Amid so many international students, so few are Jewish and even fewer are openly Jewish. Before classes begun, I considered the idea that being Jewish here was going to be a part of me that was not at the forefront.
However, to my surprise, I have been able to find at least one other Jewish person almost everywhere I go. I have been able to take Dr. Itay Zutra’s Yiddish literature classes through the Judaic Studies program and simultaneously find a Jewish community and learn about Jewish history in writings from a new group of brilliant Jewish people.
I have also found Jews in the most mundane places. From a BB Camp sweatshirt that I recognize in the tunnels of school to small talk with a waiter at Boston Pizza, Jews are everywhere. The people I have met are always kind, receptive, and excited to meet another Jew, especially one not from Winnipeg. And that makes me happy being young and new to the Jewish community of Winnipeg.
As comment editor at The Manitoban, the U of M’s newspaper, not only have I stumbled upon new Jewish friends as co-workers, but I have also been able to share my experience as a Jew and my Jewish perspective of world events with our readers.
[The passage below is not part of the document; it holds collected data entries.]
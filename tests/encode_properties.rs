//! End-to-end properties of the encoder and the byte layouts it produces.

use md_tiles::{
    color::RAMP, deserialize, encode, preview::render, quantize_color, Color, EncodeError,
    HwColor, Image, Raster,
};

/// Deterministic generator so test images are reproducible.
struct SimpleRng {
    state: u64,
}

impl SimpleRng {
    fn new(seed: u64) -> Self {
        Self { state: seed }
    }

    fn next_u64(&mut self) -> u64 {
        self.state = self
            .state
            .wrapping_mul(6364136223846793005)
            .wrapping_add(1442695040888963407);
        self.state
    }

    fn level(&mut self, max: u64) -> usize {
        ((self.next_u64() >> 33) % max) as usize
    }
}

/// An image whose tiles use a handful of colors from a small shared set, so it
/// always fits the palette budget.
fn sample_image(width: u32, height: u32, seed: u64) -> Image {
    let mut rng = SimpleRng::new(seed);
    let mut img = Image::new(width, height);
    for y in 0..height {
        for x in 0..width {
            let c = Color::new(RAMP[rng.level(3)], RAMP[rng.level(2) * 3], 0);
            img.set_pixel(x, y, c);
        }
    }
    img
}

#[test]
fn solid_red_tile_artifacts() {
    let img = Image::filled(8, 8, Color::new(255, 0, 0));
    let artifacts = encode(&img).unwrap().to_artifacts();

    let mut palette = vec![0u8; 128];
    palette[3] = 14;
    assert_eq!(artifacts.palette, palette);
    assert_eq!(artifacts.patterns, vec![0x11; 32]);
    assert_eq!(artifacts.name_table, vec![0, 0]);
}

#[test]
fn horizontal_mirror_differs_only_in_flip_bit() {
    let mut rng = SimpleRng::new(7);
    let mut img = Image::new(16, 8);
    for y in 0..8 {
        for x in 0..8 {
            let c = Color::new(RAMP[rng.level(4)], 0, RAMP[rng.level(2)]);
            img.set_pixel(x, y, c);
            img.set_pixel(15 - x, y, c);
        }
    }
    let bytes = encode(&img).unwrap().to_artifacts().name_table;
    let a = u16::from_be_bytes([bytes[0], bytes[1]]);
    let b = u16::from_be_bytes([bytes[2], bytes[3]]);
    assert_eq!(a & 0x7FF, b & 0x7FF);
    assert_eq!(a ^ b, 1 << 11);
}

#[test]
fn too_many_colors_in_a_tile() {
    let mut img = Image::new(8, 16);
    // Second tile row: 17 distinct levels of red and green.
    for i in 0..17u32 {
        let c = Color::new(RAMP[(i % 8) as usize], RAMP[(i / 8) as usize], 0);
        img.set_pixel(i % 8, 8 + i / 8, c);
    }
    match encode(&img) {
        Err(EncodeError::PaletteOverflow { x, y, colors }) => {
            assert_eq!((x, y, colors), (0, 8, 17));
        }
        other => panic!("unexpected result {other:?}"),
    }
}

#[test]
fn invalid_dimensions_are_reported() {
    let err = encode(&Image::new(10, 9)).unwrap_err();
    assert_eq!(
        err,
        EncodeError::InvalidDimensions {
            width: 10,
            height: 9
        }
    );
    assert!(err.to_string().contains("10x9"));
}

#[test]
fn output_is_identical_across_runs() {
    let img = sample_image(64, 48, 42);
    let first = encode(&img).unwrap().to_artifacts();
    for _ in 0..3 {
        assert_eq!(encode(&img).unwrap().to_artifacts(), first);
    }
}

#[test]
fn render_matches_quantized_input() {
    let img = sample_image(40, 32, 3);
    let assets = encode(&img).unwrap();
    let out = render(&assets);
    assert_eq!((out.width(), out.height()), (40, 32));
    for y in 0..img.height() {
        for x in 0..img.width() {
            assert_eq!(out.pixel(x, y), quantize_color(img.pixel(x, y)).to_rgb());
        }
    }
}

#[test]
fn artifacts_decode_to_the_same_picture() {
    let img = sample_image(32, 16, 11);
    let assets = encode(&img).unwrap();
    let decoded = deserialize(&assets.to_artifacts(), assets.width_tiles).unwrap();
    assert_eq!(decoded.name_table, assets.name_table);
    assert_eq!(decoded.patterns, assets.patterns);
    assert_eq!(render(&decoded), render(&assets));
}

#[test]
fn palette_colors_stay_within_budget() {
    let assets = encode(&sample_image(64, 64, 5)).unwrap();
    assert!(assets.palettes.len() <= 4);
    for pal in &assets.palettes {
        assert!(pal.len() <= 16);
        assert_eq!(pal.colors[0], HwColor::BLACK);
    }
    for (entry, pattern) in assets
        .name_table
        .iter()
        .map(|e| (e, &assets.patterns[e.pattern as usize]))
    {
        let len = assets.palettes[entry.palette as usize].len();
        assert!(pattern.iter().all(|&i| (i as usize) < len));
    }
}
use thiserror::Error;

use crate::common::PixelCoord;

/// Fatal conditions raised while encoding an image. Tile coordinates are the
/// top-left pixel of the offending tile.
#[derive(Error, Debug, Clone, PartialEq, Eq)]
pub enum EncodeError {
    #[error("image dimensions {width}x{height} are not positive multiples of 8")]
    InvalidDimensions { width: u32, height: u32 },

    #[error("tile at ({x}, {y}) uses {colors} colors, more than a 16-slot palette with black in slot 0 can hold")]
    PaletteOverflow {
        x: PixelCoord,
        y: PixelCoord,
        colors: usize,
    },

    #[error("tile at ({x}, {y}) does not fit any palette and all 4 palettes are in use")]
    TooManyPalettes { x: PixelCoord, y: PixelCoord },

    #[error("tile at ({x}, {y}) would exceed the pattern table limit of 2048")]
    PatternStoreOverflow { x: PixelCoord, y: PixelCoord },
}

/// Malformed artifact bytes handed to `serialize::deserialize`.
#[derive(Error, Debug, Clone, PartialEq, Eq)]
pub enum ArtifactError {
    #[error("palette data is {0} bytes, expected 128")]
    PaletteLength(usize),

    #[error("pattern data length {0} is not a multiple of 32")]
    PatternLength(usize),

    #[error("name table length {0} is not a multiple of 2")]
    NameTableLength(usize),

    #[error("{entries} name table entries do not fill rows of {width_tiles} tiles")]
    NameTableShape { entries: usize, width_tiles: u32 },

    #[error("name table entry {index} references missing {what} {value}")]
    DanglingReference {
        index: usize,
        what: &'static str,
        value: usize,
    },
}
That opportunity has allowed me to enjoy existing and working with other young Jewish people.
Jewish social life is the core of community for me. But the social and intellectual aspects of Judaism are just as important as religiosity. We may know different people or different melodies, but the words and the stories are the same. I think that is a huge factor in what allows Jews everywhere to have a sense of community no matter their destination. In June I went to Shabbat Services at Temple Shalom and that may have been the real start of my comfort in Winnipeg as a Jew. There was never a feeling of being the odd one out.
Not everything is perfect, however. I have seen and heard of more antisemitism here than back in California. Bus benches and shelters have swastika’s carved into them and micro-aggressive comments are far from scarce. Things that do make me question the level of safety I should feel being Jewish but not to the point of being unproud of my Jewishness.
Overall, I have learned that Winnipeg is a wonderful city to be young and Jewish. Everyone is welcoming and I have never felt out of place or not wanted. Winnipeg may only be a small portion of my years wandering but as a good Jew, I will make it home for a while.